## PROBLEM DESCRIPTION:
Which lines of the records below contain the word "sqlx"? Copy each of them out.

## GIVEN INFORMATION:

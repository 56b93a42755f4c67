//! Shared types used across the cart workspace.

mod money;
mod types;

pub use money::Money;
pub use types::{CartId, CartItemId, OwnerId, ProductId};
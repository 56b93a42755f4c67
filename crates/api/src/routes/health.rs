//! Health check endpoint.

use std::sync::Arc;

use axum::Json;
use axum::extract::State;
use cart_store::CartStore;
use serde::Serialize;

use crate::state::AppState;

#[derive(Serialize)]
pub struct HealthResponse {
    pub status: &'static str,
    pub products: usize,
    pub active_cart_locks: usize,
}

/// GET /health: liveness plus a glimpse of in-process state.
pub async fn check<S: CartStore + 'static>(
    State(state): State<Arc<AppState<S>>>,
) -> Json<HealthResponse> {
    Json(HealthResponse {
        status: "ok",
        products: state.catalog.len().await,
        active_cart_locks: state.engine.active_locks(),
    })
}
use thiserror::Error;

use crate::{CartId, OwnerId, ProductId, Version};

/// Errors that can occur when interacting with the cart store.
#[derive(Debug, Error)]
pub enum StoreError {
    /// A changeset was built against a stale cart version.
    #[error(
        "Concurrency conflict for cart {cart_id}: expected version {expected}, found {actual}"
    )]
    ConcurrencyConflict {
        cart_id: CartId,
        expected: Version,
        actual: Version,
    },

    /// The cart was not found in the store.
    #[error("Cart not found: {0}")]
    CartNotFound(CartId),

    /// The owner already has a cart.
    #[error("Owner {0} already has a cart")]
    DuplicateOwner(OwnerId),

    /// The cart already holds a line for this product.
    #[error("Cart {cart_id} already holds a line for product {product_id}")]
    DuplicateItem { cart_id: CartId, product_id: ProductId },

    /// A changeset failed validation and was not applied.
    #[error("Invalid changeset: {0}")]
    InvalidChangeset(String),

    /// A database error occurred.
    #[error("Database error: {0}")]
    Database(#[from] sqlx::Error),

    /// A database migration error occurred.
    #[error("Migration error: {0}")]
    Migration(#[from] sqlx::migrate::MigrateError),

    /// A persisted value could not be mapped back onto a record.
    #[error("Corrupt record: {0}")]
    Corrupt(String),
}

/// Result type for cart store operations.
pub type Result<T> = std::result::Result<T, StoreError>;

## TASK ANSWER:
    Database(#[from] sqlx::Error),
    Migration(#[from] sqlx::migrate::MigrateError),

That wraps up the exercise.